Task to complete:
Pick out every line in the data below that holds "EnvFilter".

[Saved entries]
▶

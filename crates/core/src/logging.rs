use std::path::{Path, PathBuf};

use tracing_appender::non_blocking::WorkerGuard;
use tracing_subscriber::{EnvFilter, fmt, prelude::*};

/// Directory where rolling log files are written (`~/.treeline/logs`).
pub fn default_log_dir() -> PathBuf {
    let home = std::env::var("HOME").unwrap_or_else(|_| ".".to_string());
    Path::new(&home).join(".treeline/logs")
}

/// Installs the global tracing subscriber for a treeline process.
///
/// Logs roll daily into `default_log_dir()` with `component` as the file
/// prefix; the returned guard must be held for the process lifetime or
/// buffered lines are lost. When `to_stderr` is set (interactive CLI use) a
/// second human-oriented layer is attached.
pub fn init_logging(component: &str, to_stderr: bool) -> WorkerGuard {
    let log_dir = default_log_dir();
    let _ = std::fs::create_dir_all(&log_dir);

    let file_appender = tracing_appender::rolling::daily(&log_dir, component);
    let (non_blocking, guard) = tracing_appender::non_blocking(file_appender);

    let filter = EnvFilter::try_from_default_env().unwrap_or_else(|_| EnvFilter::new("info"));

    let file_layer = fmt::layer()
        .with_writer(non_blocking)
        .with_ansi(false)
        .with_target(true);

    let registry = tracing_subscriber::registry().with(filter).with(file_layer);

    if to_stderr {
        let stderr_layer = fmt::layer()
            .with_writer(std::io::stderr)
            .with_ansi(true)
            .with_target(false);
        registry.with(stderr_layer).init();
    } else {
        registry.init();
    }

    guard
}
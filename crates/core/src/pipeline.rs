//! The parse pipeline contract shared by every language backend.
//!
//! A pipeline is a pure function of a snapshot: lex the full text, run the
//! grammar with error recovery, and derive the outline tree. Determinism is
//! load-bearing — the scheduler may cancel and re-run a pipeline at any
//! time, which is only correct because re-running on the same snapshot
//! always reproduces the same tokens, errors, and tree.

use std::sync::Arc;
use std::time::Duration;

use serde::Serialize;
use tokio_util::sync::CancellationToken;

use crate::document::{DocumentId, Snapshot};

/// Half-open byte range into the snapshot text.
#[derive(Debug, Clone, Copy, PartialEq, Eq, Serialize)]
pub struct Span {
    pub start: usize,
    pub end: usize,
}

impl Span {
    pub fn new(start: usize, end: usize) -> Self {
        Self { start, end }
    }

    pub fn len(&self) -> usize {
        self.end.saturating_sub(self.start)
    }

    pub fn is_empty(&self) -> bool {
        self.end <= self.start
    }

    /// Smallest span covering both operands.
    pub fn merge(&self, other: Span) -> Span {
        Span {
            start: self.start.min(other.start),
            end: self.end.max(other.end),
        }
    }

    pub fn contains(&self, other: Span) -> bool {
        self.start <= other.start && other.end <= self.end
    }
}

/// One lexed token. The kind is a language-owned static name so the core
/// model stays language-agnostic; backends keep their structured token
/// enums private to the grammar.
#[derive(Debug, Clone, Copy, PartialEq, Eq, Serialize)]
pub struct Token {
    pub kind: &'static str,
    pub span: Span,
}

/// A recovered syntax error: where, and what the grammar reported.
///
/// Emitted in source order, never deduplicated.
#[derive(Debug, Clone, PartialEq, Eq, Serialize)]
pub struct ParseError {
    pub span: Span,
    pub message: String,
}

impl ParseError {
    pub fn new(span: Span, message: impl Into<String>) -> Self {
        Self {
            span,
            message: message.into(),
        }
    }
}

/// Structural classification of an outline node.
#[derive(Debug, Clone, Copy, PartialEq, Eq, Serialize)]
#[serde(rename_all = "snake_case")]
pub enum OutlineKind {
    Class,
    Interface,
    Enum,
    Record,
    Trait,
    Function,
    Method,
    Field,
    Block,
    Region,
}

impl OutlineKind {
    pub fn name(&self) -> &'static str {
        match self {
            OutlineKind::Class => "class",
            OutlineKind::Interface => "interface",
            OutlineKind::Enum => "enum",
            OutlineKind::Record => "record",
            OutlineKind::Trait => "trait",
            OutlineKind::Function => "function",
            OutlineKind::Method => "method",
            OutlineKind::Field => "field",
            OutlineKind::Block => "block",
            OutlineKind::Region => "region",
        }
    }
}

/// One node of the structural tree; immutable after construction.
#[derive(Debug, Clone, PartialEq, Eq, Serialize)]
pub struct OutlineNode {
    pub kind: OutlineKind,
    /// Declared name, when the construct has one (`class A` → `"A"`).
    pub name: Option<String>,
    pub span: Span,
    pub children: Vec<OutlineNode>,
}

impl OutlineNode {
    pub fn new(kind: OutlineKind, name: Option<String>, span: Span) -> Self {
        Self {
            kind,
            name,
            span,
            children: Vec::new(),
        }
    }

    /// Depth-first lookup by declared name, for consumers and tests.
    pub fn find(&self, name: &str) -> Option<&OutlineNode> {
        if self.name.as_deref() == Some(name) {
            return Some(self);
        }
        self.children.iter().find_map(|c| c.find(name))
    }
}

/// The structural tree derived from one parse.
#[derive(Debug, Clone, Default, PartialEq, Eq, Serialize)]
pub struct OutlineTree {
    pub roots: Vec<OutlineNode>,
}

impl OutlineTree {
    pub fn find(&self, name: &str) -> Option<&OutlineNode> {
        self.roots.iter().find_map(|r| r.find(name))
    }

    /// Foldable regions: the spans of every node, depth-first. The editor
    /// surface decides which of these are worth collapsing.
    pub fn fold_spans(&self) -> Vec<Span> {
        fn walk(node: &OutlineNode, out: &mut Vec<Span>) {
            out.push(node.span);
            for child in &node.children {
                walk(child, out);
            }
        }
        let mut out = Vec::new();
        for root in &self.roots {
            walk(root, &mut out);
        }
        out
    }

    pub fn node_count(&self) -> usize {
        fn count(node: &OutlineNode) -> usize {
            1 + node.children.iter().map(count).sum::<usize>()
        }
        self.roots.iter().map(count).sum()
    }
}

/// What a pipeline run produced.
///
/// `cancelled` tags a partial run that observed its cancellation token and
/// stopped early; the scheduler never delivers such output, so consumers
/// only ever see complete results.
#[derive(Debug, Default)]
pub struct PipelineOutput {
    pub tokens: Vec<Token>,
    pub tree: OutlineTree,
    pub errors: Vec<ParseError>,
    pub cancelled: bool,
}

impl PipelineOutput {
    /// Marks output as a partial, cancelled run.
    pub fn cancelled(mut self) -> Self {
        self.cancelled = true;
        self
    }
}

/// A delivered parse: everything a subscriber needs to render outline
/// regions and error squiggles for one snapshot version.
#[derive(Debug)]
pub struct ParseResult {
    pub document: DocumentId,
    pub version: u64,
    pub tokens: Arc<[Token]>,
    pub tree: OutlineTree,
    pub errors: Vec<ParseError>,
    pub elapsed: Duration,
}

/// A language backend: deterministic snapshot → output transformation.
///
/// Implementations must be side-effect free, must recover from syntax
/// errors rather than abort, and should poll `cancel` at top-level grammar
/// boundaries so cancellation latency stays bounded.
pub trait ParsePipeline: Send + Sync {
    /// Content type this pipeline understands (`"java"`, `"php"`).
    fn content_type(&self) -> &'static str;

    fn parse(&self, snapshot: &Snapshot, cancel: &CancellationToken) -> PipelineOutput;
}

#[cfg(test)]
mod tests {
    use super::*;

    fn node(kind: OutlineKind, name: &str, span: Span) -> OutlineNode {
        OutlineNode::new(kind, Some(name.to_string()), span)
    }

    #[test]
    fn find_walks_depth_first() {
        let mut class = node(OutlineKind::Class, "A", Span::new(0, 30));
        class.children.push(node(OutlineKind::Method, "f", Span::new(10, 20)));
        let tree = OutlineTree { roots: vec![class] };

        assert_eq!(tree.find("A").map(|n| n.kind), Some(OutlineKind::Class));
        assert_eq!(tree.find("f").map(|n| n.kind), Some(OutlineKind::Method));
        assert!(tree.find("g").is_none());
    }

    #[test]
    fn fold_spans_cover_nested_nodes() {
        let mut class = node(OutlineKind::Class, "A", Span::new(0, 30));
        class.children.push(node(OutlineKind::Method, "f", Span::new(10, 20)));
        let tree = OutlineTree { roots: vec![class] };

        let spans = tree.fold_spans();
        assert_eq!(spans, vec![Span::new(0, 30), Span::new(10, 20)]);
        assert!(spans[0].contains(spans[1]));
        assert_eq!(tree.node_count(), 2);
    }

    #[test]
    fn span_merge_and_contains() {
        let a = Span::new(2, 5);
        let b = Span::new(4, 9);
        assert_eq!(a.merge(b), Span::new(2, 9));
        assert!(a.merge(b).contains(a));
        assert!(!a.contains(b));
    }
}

◀

Output for this exercise:
use tracing_subscriber::{EnvFilter, fmt, prelude::*};
    let filter = EnvFilter::try_from_default_env().unwrap_or_else(|_| EnvFilter::new("info"));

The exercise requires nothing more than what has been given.